§ Activity:
Scan the records below and copy every line that contains the string "println".

Collected data

····················

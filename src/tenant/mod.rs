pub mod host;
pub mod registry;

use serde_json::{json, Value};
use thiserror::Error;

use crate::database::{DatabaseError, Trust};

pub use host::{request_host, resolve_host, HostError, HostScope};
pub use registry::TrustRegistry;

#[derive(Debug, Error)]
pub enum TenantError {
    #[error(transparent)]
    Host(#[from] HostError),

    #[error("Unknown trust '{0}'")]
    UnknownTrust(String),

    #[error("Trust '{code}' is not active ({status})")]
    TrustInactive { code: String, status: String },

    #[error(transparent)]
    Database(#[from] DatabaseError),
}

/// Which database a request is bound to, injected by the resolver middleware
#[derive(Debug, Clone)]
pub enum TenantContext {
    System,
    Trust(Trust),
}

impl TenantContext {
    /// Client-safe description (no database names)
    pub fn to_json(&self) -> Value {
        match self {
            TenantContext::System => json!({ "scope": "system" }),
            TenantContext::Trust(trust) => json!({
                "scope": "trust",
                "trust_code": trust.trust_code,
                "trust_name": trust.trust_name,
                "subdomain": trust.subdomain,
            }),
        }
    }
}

····················

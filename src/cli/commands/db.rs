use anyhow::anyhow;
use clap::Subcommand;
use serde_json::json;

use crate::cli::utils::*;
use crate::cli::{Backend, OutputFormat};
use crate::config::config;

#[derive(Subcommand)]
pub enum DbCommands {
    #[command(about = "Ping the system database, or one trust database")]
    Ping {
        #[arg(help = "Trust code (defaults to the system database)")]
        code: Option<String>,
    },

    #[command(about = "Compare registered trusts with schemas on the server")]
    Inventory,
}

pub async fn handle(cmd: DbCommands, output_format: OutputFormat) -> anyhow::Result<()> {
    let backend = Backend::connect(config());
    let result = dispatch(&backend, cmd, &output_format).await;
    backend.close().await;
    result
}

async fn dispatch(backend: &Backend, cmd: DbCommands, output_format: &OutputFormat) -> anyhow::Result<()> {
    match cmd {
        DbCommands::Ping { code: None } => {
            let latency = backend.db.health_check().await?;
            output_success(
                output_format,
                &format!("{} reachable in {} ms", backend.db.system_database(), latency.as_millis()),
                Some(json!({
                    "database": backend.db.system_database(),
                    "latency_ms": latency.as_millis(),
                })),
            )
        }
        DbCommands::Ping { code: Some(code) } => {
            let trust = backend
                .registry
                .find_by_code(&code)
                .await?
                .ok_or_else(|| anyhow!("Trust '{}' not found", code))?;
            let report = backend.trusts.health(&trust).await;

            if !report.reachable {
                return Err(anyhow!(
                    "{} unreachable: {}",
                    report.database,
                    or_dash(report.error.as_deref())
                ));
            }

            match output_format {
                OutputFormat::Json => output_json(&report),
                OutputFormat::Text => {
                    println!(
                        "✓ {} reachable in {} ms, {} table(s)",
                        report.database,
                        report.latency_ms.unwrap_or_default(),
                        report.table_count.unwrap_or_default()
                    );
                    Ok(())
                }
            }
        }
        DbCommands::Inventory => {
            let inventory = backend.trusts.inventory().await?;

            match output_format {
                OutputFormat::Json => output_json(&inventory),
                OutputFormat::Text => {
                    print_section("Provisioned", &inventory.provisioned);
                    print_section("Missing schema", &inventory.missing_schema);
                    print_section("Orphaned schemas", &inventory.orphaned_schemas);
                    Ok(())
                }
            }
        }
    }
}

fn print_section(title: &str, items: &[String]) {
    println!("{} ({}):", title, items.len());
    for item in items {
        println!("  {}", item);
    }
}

····················

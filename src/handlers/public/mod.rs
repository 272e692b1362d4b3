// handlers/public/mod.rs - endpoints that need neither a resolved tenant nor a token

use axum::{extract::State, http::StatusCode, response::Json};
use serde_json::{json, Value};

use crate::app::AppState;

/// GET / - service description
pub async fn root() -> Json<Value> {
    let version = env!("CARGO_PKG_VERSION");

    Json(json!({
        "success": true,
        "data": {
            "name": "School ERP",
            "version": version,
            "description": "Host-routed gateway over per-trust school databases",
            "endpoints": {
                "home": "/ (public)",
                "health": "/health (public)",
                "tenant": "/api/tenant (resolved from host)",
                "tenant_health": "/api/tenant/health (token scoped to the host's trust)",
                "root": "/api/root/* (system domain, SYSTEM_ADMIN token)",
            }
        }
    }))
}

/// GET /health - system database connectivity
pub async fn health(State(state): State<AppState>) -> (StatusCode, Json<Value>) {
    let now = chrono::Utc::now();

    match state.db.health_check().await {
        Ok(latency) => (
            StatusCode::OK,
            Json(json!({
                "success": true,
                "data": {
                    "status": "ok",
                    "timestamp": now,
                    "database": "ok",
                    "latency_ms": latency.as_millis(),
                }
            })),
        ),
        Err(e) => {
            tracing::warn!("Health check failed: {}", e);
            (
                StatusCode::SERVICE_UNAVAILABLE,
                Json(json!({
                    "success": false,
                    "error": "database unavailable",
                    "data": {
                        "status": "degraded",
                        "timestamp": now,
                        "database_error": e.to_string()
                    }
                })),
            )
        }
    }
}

····················

§ Task answer:
                    println!(
    println!("{} ({}):", title, items.len());
        println!("  {}", item);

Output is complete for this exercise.